156708 – Third spawned 32-bit child fails in thread processing.

Bug 156708 - Third spawned 32-bit child fails in thread processing.

Summary: Third spawned 32-bit child fails in thread processing.

Keywords:
Status:	CLOSED NOTABUG
Alias:	None
Product:	Red Hat Enterprise Linux 3
Classification:	Red Hat
Component:	kernel
Sub Component:
Version:	3.0
Hardware:	ia64
OS:	Linux
Priority:	high
Severity:	high
Target Milestone:	---
Assignee:	Anil S Keshavamurthy
QA Contact:	Brian Brock
Docs Contact:
URL:
Whiteboard:
Depends On:
Blocks:
TreeView+	depends on / blocked

Reported:	2005-05-03 15:08 UTC by Jeff Lee (EMC)
Modified:	2007-11-30 22:07 UTC (History)
CC List:	10 users (show)
Fixed In Version:
Doc Type:	Bug Fix
Doc Text:
Clone Of:
Environment:
Last Closed:	2006-03-24 21:10:38 UTC
Target Upstream Version:
Embargoed:

Attachments	(Terms of Use)
Simple fork program that will cause the problem (1.90 KB, text/plain) 2005-05-03 15:14 UTC, Jeff Lee (EMC)	no flags	Details
A Red Hat updated testcase... (2.16 KB, text/plain) 2006-01-06 17:50 UTC, Johnray Fuller	no flags	Details
Detailed output of the program I ran (2.86 KB, text/plain) 2006-03-07 19:35 UTC, Anil S Keshavamurthy	no flags	Details
View All

Description Jeff Lee (EMC) 2005-05-03 15:08:51 UTC

From Bugzilla Helper:
User-Agent: Mozilla/4.0 (compatible; MSIE 6.0; Windows NT 5.0; EMC IS 55; .NET CLR 1.0.3705; .NET CLR 1.1.4322)

Description of problem:
We have a 32-bit application we are running on a 64-bit redhat kernel.
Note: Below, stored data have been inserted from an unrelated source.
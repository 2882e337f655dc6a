//! Data model for alignments.
//!
//! This module contains the data structures shared by the parsers, the
//! transforms and the writers:
//! - Sequences and their molecular coding
//! - Single-locus and concatenated alignments
//! - Locus coordinate ranges recorded by concatenation

use std::fmt;
use std::ops::Range;

use crate::formats::FileFormat;
use crate::utils;

/// Represents a single sequence with its taxon name and data.
#[derive(Debug, Clone, PartialEq, Eq)]
pub struct Sequence {
    /// The taxon name (cleaned of characters that break NEXUS/PHYLIP)
    pub id: String,
    /// The sequence data (nucleotides or amino acids)
    pub data: String,
}

impl Sequence {
    /// Creates a new sequence.
    pub fn new(id: impl Into<String>, data: impl Into<String>) -> Self {
        Self {
            id: id.into(),
            data: data.into(),
        }
    }

    /// Returns the length of the sequence.
    pub fn len(&self) -> usize {
        self.data.len()
    }

    /// Returns true if the sequence is empty.
    pub fn is_empty(&self) -> bool {
        self.data.is_empty()
    }

    /// Gets a slice of the sequence data, clamped to the sequence bounds.
    ///
    /// Columns are bytes; a range cutting through a multi-byte character
    /// yields an empty slice and a warning.
    pub fn slice(&self, range: Range<usize>) -> &str {
        let start = range.start.min(self.data.len());
        let end = range.end.min(self.data.len()).max(start);
        match self.data.get(start..end) {
            Some(slice) => slice,
            None => {
                log::warn!(
                    "Columns {}-{} of {} split a non-ASCII character; treated as empty",
                    start + 1,
                    end,
                    self.id
                );
                ""
            }
        }
    }

    /// Returns true if every character is a single byte.
    pub fn is_ascii(&self) -> bool {
        self.data.is_ascii()
    }
}

/// Molecular coding of an alignment.
#[derive(Debug, Clone, Copy, PartialEq, Eq, Default)]
pub enum Coding {
    #[default]
    Dna,
    Protein,
}

impl Coding {
    /// The missing-data symbol conventionally used with this coding.
    pub fn default_missing(self) -> char {
        match self {
            Coding::Dna => 'n',
            Coding::Protein => 'x',
        }
    }
}

impl fmt::Display for Coding {
    fn fmt(&self, f: &mut fmt::Formatter<'_>) -> fmt::Result {
        match self {
            Coding::Dna => write!(f, "DNA"),
            Coding::Protein => write!(f, "Protein"),
        }
    }
}

/// A coding paired with the missing-data symbol used to pad it.
#[derive(Debug, Clone, Copy, PartialEq, Eq)]
pub struct SequenceCode {
    pub coding: Coding,
    pub missing: char,
}

impl SequenceCode {
    /// Creates a code with the coding's default missing symbol.
    pub fn new(coding: Coding) -> Self {
        Self {
            coding,
            missing: coding.default_missing(),
        }
    }

    /// Returns the same code with a different missing symbol.
    pub fn with_missing(self, missing: char) -> Self {
        Self { missing, ..self }
    }
}

impl Default for SequenceCode {
    fn default() -> Self {
        Self::new(Coding::Dna)
    }
}

/// The columns a locus occupies inside a concatenated alignment.
///
/// Coordinates are 1-based and inclusive, as in RAxML and MrBayes charsets.
#[derive(Debug, Clone, PartialEq, Eq)]
pub struct LocusRange {
    /// Locus name (source file name without extension)
    pub name: String,
    pub start: usize,
    pub end: usize,
    /// `lset`/`prset` directives carried by the source NEXUS file
    pub models: Vec<String>,
    /// RAxML model name, when the locus came from a partition table
    pub partition_model: Option<String>,
}

impl LocusRange {
    /// Creates a range with no attached models.
    pub fn new(name: impl Into<String>, start: usize, end: usize) -> Self {
        Self {
            name: name.into(),
            start,
            end,
            models: Vec::new(),
            partition_model: None,
        }
    }

    /// Number of columns covered by the range.
    pub fn len(&self) -> usize {
        (self.end + 1).saturating_sub(self.start)
    }

    /// Returns true if the range covers no column.
    pub fn is_empty(&self) -> bool {
        self.len() == 0
    }

    /// The 0-based, end-exclusive slice range for this locus.
    pub fn columns(&self) -> Range<usize> {
        self.start.saturating_sub(1)..self.end
    }
}

impl fmt::Display for LocusRange {
    fn fmt(&self, f: &mut fmt::Formatter<'_>) -> fmt::Result {
        write!(f, "{}-{}", self.start, self.end)
    }
}

/// Represents one parsed (or concatenated) alignment.
///
/// Row order in `sequences` is the taxon order: order of first appearance in
/// the source file, or in the loci for a concatenation.
#[derive(Debug, Clone)]
pub struct Alignment {
    /// Locus name, usually the source file name without extension
    pub name: String,
    /// All sequences in the alignment, in taxon order
    pub sequences: Vec<Sequence>,
    /// The length every sequence is expected to have
    pub locus_length: usize,
    pub code: SequenceCode,
    /// Format the alignment was read from (`None` when built in memory)
    pub input_format: Option<FileFormat>,
    /// Raw `lset`/`prset` directives (NEXUS input only)
    pub model: Vec<String>,
    /// RAxML model name attached by reverse concatenation
    pub partition_model: Option<String>,
    /// Per-locus ranges, present only on concatenation results
    pub loci_ranges: Option<Vec<LocusRange>>,
    /// Columns of the binary indel block appended by gap coding
    pub restriction_range: Option<(usize, usize)>,
}

impl Alignment {
    /// Creates an alignment from in-memory sequences.
    ///
    /// The locus length is taken from the first sequence.
    pub fn new(name: impl Into<String>, sequences: Vec<Sequence>, code: SequenceCode) -> Self {
        let locus_length = sequences.first().map(Sequence::len).unwrap_or(0);
        Self {
            name: name.into(),
            sequences,
            locus_length,
            code,
            input_format: None,
            model: Vec::new(),
            partition_model: None,
            loci_ranges: None,
            restriction_range: None,
        }
    }

    /// Returns the number of sequences.
    pub fn sequence_count(&self) -> usize {
        self.sequences.len()
    }

    /// Returns true if the alignment holds no sequence.
    pub fn is_empty(&self) -> bool {
        self.sequences.is_empty()
    }

    /// Gets a sequence by index.
    pub fn get(&self, index: usize) -> Option<&Sequence> {
        self.sequences.get(index)
    }

    /// Gets a sequence by taxon name.
    pub fn get_by_name(&self, name: &str) -> Option<&Sequence> {
        self.sequences.iter().find(|s| s.id == name)
    }

    /// Returns true if the taxon is part of the alignment.
    pub fn contains(&self, name: &str) -> bool {
        self.get_by_name(name).is_some()
    }

    /// Taxon names in output order.
    pub fn taxa_order(&self) -> Vec<&str> {
        self.sequences.iter().map(|s| s.id.as_str()).collect()
    }

    /// Returns true once `code_gaps` has appended an indel block.
    pub fn is_gap_coded(&self) -> bool {
        self.restriction_range.is_some()
    }

    /// Removes every listed taxon, keeping the order of the others.
    ///
    /// Names that are not in the alignment are ignored. Returns how many
    /// sequences were removed.
    pub fn remove_taxa<S: AsRef<str>>(&mut self, names: &[S]) -> usize {
        let before = self.sequences.len();
        self.sequences
            .retain(|seq| !names.iter().any(|name| name.as_ref() == seq.id));
        before - self.sequences.len()
    }

    /// Taxa whose sequence holds non-ASCII characters.
    pub fn non_ascii_taxa(&self) -> Vec<&str> {
        self.sequences
            .iter()
            .filter(|seq| !seq.is_ascii())
            .map(|seq| seq.id.as_str())
            .collect()
    }

    /// Reports taxa whose length differs from the modal sequence length.
    ///
    /// Advisory only: the mismatching names are logged as a warning and
    /// returned, the alignment is left untouched.
    pub fn check_sizes(&self) -> Vec<String> {
        let outliers: Vec<String> = utils::size_outliers(
            self.sequences.iter().map(|s| (s.id.as_str(), s.len())),
        )
        .into_iter()
        .map(str::to_string)
        .collect();

        if !outliers.is_empty() {
            log::warn!(
                "Unequal sequence length detected in {} for the following taxa: {}",
                self.name,
                outliers.join(", ")
            );
        }
        outliers
    }
}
The application does a fork to start a child process, which in turn also does a fork to start a child process. All of which are 32-bit programs. The third child attempts to do a pthread_create and just goes away. No error is reported.

This can be reproduced by any simple fork application that is complied on 32-bit and moved to a 64-bit system for testing.

Version-Release number of selected component (if applicable):
kernel-2.4.21-27.EL

How reproducible:
Always

Steps to Reproduce:
1.Compile attached program on 32-bit machine
2.Run it on 64-bit machine using:
     ./doafork ./doafork /bin/ps -a
3.The fork of the third level will fail
4.Run it on the same machine as:
     ./doafork /bin/ps -a
5.The fork and processing will work

Actual Results:  The EXECVP fails at the third level.. If the program is changed to make the first to parms "/bin/sh" and "-c", and passing the command line as a remaining parm, the third fork will work, but if it attempts to do a fork or create a thread, they will fail.

Expected Results:  It shouldn't matter how many levels, threads and forked processes should run.

Additional info:

Comment 1 Jeff Lee (EMC) 2005-05-03 15:13:22 UTC

Note : This may be a duplicate of 149965, however we have applied that change 
and are still having the problem.

Comment 2 Jeff Lee (EMC) 2005-05-03 15:14:47 UTC

Created attachment 113972 [details]
Simple fork program that will cause the problem

Compile with "g++ doafork.cpp -o doafork" on a 32-bit machine.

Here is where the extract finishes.